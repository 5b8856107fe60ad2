//! Buffer-lifecycle decorator.
//!
//! Wraps a message client so that read-side operations (raw reads, message
//! reads, buffer clears) run one at a time behind an async read gate, and so
//! that the wrapped client's read buffers are cleared after every message
//! read. The clear inside a message read calls the wrapped client directly;
//! the gate is not re-entrant. Writes, connects and disconnects bypass the
//! gate.

use std::net::IpAddr;
use std::time::Duration;

use async_trait::async_trait;
use tokio::sync::{Mutex, MutexGuard};
use tokio_util::sync::CancellationToken;

use super::{
    NetworkClient, NetworkIncomingMessage, NetworkMessageClient, OutgoingMessage, ReadOutcome,
};
use crate::error::{PeerError, Result};

/// Clears the wrapped client's read buffers after each message read.
pub struct ClearBuffersAfterReadDecorator<C> {
    inner: C,
    read_gate: Mutex<()>,
}

impl<C: NetworkMessageClient> ClearBuffersAfterReadDecorator<C> {
    /// Decorate `inner`. An absent client is an invalid-argument error.
    pub fn new(inner: impl Into<Option<C>>) -> Result<Self> {
        let inner = inner
            .into()
            .ok_or_else(|| PeerError::missing("decorated_client"))?;
        Ok(Self {
            inner,
            read_gate: Mutex::new(()),
        })
    }

    /// The decorated client.
    pub fn inner(&self) -> &C {
        &self.inner
    }

    async fn gate_or_cancel(&self, token: &CancellationToken) -> Option<MutexGuard<'_, ()>> {
        tokio::select! {
            biased;
            () = token.cancelled() => None,
            guard = self.read_gate.lock() => Some(guard),
        }
    }
}

#[async_trait]
impl<C: NetworkMessageClient> NetworkClient for ClearBuffersAfterReadDecorator<C> {
    async fn connect_to(&self, address: IpAddr, port: u16) -> Result<bool> {
        self.inner.connect_to(address, port).await
    }

    async fn connect_async(&self, address: &str, port: u16) -> Result<bool> {
        self.inner.connect_async(address, port).await
    }

    async fn disconnect_async(&self, delay: Duration) -> Result<()> {
        self.inner.disconnect_async(delay).await
    }

    async fn write_async(&self, bytes: &[u8], offset: usize, count: usize) -> Result<()> {
        self.inner.write_async(bytes, offset, count).await
    }

    async fn read_into(&self, buffer: &mut [u8], start: usize, count: usize) -> Result<usize> {
        let _gate = self.read_gate.lock().await;
        self.inner.read_into(buffer, start, count).await
    }

    async fn read_with_cancel(
        &self,
        buffer: &mut [u8],
        start: usize,
        count: usize,
        token: &CancellationToken,
    ) -> Result<ReadOutcome> {
        let Some(_gate) = self.gate_or_cancel(token).await else {
            return Ok(ReadOutcome::Aborted);
        };
        self.inner.read_with_cancel(buffer, start, count, token).await
    }

    async fn clear_read_buffers(&self) -> Result<()> {
        let _gate = self.read_gate.lock().await;
        self.inner.clear_read_buffers().await
    }
}

#[async_trait]
impl<C: NetworkMessageClient> NetworkMessageClient for ClearBuffersAfterReadDecorator<C> {
    async fn read_message(
        &self,
        token: &CancellationToken,
    ) -> Result<ReadOutcome<Option<NetworkIncomingMessage>>> {
        let Some(_gate) = self.gate_or_cancel(token).await else {
            return Ok(ReadOutcome::Aborted);
        };

        match self.inner.read_message(token).await {
            Ok(ReadOutcome::Aborted) => Ok(ReadOutcome::Aborted),
            Ok(ReadOutcome::Completed(message)) => {
                // None here means the peer disconnected; clear regardless.
                self.inner.clear_read_buffers().await?;
                Ok(ReadOutcome::Completed(message))
            },
            Err(err) => {
                if let Err(clear_err) = self.inner.clear_read_buffers().await {
                    tracing::debug!(error = %clear_err, "clear after failed read");
                }
                Err(err)
            },
        }
    }

    async fn write_message(&self, message: OutgoingMessage) -> Result<()> {
        self.inner.write_message(message).await
    }
}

- _Instructions for the task_: For each line of the material that contains "delay", return a copy.

- _Answer to the exercise_:
    async fn disconnect_async(&self, delay: Duration) -> Result<()> {
        self.inner.disconnect_async(delay).await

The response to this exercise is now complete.